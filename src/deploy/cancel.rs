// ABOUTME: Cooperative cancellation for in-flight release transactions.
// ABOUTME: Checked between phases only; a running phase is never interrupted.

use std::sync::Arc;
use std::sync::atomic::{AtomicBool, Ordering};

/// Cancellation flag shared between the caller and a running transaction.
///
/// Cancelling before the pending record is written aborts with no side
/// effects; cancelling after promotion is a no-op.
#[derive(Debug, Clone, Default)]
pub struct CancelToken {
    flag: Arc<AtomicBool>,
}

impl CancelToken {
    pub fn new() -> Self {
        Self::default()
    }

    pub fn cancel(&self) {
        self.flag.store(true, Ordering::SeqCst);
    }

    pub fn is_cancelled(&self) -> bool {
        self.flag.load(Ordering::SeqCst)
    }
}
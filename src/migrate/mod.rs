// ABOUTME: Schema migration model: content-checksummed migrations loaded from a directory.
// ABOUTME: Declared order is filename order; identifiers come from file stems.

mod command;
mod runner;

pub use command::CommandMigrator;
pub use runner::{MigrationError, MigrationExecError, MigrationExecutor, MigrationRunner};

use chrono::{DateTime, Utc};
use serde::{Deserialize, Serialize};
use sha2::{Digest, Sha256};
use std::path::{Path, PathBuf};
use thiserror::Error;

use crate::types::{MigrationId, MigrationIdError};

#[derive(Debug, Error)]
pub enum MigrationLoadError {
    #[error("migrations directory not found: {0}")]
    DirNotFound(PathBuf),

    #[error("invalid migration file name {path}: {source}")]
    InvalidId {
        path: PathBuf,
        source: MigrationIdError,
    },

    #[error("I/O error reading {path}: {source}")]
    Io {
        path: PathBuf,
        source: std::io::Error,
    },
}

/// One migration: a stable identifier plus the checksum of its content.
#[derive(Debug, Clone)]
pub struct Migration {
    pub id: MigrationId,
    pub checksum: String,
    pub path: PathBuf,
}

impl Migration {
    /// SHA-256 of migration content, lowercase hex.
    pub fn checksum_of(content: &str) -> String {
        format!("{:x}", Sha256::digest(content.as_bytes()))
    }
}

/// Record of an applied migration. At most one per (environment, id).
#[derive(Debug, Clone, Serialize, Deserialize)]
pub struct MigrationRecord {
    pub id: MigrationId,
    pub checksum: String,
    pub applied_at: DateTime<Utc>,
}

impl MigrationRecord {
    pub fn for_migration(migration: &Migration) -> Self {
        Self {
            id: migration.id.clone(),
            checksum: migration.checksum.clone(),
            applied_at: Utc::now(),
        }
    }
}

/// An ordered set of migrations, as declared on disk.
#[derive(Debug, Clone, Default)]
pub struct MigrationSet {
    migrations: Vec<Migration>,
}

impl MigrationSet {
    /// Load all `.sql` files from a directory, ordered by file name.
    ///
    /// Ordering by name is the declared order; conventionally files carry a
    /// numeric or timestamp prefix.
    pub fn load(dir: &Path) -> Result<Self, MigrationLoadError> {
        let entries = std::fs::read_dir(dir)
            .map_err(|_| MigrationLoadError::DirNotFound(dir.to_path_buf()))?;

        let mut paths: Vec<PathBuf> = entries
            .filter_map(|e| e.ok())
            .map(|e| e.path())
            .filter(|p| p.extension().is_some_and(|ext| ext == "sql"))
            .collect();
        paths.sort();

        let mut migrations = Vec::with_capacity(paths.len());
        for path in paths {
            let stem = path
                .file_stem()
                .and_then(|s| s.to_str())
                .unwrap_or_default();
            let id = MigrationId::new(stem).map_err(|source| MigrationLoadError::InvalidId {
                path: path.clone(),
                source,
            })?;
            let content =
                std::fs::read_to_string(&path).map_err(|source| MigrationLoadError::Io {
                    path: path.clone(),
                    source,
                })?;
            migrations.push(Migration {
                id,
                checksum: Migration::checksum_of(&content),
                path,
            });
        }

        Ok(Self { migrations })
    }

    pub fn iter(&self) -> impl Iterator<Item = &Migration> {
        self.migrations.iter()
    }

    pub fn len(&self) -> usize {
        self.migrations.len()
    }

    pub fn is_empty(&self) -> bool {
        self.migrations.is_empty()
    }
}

---

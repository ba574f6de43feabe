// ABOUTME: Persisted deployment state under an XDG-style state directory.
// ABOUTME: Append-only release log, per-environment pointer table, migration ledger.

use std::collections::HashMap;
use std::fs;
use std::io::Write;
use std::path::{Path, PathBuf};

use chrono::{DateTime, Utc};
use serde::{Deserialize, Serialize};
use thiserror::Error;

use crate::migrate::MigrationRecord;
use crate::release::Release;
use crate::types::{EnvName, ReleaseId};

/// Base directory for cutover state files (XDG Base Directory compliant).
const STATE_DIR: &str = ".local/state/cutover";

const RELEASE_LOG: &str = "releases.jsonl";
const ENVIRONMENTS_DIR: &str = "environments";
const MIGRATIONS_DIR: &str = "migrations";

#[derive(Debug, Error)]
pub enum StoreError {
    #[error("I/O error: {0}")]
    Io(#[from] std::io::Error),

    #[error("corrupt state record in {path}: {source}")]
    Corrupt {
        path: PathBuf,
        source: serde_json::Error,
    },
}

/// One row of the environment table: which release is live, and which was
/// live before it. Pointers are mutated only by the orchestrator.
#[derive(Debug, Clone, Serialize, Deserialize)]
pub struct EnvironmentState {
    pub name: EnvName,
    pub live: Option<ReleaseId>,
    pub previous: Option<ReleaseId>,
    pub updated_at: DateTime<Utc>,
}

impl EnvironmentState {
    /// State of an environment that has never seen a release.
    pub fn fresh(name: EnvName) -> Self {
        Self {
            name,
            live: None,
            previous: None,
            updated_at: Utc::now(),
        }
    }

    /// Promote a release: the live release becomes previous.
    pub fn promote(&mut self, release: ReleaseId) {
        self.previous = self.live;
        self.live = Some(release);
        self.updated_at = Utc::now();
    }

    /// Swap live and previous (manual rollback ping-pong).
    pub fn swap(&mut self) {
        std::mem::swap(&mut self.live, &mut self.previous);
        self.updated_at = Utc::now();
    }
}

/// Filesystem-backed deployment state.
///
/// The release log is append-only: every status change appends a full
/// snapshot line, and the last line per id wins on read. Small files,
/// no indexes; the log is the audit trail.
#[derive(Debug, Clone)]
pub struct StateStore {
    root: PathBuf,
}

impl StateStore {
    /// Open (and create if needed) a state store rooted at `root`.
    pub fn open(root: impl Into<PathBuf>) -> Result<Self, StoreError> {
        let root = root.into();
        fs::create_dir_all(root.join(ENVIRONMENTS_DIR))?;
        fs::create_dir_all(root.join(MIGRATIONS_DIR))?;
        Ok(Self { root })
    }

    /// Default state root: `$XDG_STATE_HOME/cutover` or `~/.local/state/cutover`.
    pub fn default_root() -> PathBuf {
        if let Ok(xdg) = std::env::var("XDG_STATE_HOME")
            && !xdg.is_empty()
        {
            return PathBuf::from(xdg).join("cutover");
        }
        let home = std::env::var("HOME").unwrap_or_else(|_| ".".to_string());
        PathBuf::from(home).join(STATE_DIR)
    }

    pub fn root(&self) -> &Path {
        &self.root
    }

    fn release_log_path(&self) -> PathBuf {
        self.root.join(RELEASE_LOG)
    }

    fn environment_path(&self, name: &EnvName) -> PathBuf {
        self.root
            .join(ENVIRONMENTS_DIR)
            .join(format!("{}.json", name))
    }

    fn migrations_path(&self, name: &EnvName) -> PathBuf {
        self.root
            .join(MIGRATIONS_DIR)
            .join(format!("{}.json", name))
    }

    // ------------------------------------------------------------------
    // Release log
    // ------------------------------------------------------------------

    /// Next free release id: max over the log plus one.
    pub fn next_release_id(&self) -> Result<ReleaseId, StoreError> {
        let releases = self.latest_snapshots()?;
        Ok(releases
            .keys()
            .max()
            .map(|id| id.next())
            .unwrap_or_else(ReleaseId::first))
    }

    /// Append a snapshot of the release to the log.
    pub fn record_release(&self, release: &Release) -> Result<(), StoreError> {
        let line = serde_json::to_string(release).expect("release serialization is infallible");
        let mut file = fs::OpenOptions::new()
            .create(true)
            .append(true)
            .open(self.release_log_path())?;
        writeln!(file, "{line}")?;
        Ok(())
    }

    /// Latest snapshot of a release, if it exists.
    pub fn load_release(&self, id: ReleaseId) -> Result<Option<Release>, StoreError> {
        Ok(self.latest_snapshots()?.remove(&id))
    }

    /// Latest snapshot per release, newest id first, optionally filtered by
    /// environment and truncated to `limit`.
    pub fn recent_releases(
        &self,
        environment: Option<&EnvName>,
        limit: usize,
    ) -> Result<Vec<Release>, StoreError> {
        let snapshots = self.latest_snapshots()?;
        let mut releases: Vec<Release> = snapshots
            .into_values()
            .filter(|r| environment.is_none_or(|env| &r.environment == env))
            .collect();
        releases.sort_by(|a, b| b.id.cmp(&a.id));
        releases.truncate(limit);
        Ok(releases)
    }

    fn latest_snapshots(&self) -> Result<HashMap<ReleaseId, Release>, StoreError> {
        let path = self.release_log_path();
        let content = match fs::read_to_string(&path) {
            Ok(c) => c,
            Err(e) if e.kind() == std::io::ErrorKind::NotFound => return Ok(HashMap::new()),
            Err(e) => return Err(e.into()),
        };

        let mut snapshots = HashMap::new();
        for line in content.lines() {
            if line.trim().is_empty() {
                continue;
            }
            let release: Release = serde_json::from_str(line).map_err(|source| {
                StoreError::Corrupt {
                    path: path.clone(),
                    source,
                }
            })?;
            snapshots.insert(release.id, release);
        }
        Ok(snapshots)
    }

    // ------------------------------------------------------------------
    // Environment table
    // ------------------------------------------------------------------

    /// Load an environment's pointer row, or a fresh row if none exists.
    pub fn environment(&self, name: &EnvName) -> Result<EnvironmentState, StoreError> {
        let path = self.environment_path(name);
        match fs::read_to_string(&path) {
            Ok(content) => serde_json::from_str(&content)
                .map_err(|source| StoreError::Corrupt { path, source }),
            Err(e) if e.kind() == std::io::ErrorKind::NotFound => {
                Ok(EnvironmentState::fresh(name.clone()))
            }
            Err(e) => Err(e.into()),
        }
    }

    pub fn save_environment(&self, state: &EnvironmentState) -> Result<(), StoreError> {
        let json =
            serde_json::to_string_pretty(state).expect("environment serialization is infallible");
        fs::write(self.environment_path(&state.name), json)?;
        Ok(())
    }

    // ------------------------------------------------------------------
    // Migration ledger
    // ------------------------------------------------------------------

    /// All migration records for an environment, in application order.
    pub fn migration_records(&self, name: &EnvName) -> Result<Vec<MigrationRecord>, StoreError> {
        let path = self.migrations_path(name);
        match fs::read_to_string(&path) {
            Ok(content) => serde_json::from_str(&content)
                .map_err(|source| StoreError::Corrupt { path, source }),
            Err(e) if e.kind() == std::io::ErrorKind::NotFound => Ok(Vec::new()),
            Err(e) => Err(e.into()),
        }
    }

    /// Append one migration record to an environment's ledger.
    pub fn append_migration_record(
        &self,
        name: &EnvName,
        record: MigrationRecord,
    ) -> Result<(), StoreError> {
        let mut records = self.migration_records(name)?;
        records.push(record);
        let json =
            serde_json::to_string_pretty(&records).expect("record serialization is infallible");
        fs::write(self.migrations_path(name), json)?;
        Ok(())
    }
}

What you will do » What is asked for is an exact copy of the lines above from the one containing "filename src/deploy/cancel.rs" through the one containing "pub enum MigrationLoadError", and only those.

Answer box »
filename src/deploy/cancel.rs
// ABOUTME: Cooperative cancellation for in-flight release transactions.
// ABOUTME: Checked between phases only; a running phase is never interrupted.

use std::sync::Arc;
use std::sync::atomic::{AtomicBool, Ordering};

/// Cancellation flag shared between the caller and a running transaction.
///
/// Cancelling before the pending record is written aborts with no side
/// effects; cancelling after promotion is a no-op.
#[derive(Debug, Clone, Default)]
pub struct CancelToken {
    flag: Arc<AtomicBool>,
}

impl CancelToken {
    pub fn new() -> Self {
        Self::default()
    }

    pub fn cancel(&self) {
        self.flag.store(true, Ordering::SeqCst);
    }

    pub fn is_cancelled(&self) -> bool {
        self.flag.load(Ordering::SeqCst)
    }
}
filename src/migrate/mod.rs
// ABOUTME: Schema migration model: content-checksummed migrations loaded from a directory.
// ABOUTME: Declared order is filename order; identifiers come from file stems.

mod command;
mod runner;

pub use command::CommandMigrator;
pub use runner::{MigrationError, MigrationExecError, MigrationExecutor, MigrationRunner};

use chrono::{DateTime, Utc};
use serde::{Deserialize, Serialize};
use sha2::{Digest, Sha256};
use std::path::{Path, PathBuf};
use thiserror::Error;

use crate::types::{MigrationId, MigrationIdError};

#[derive(Debug, Error)]
pub enum MigrationLoadError {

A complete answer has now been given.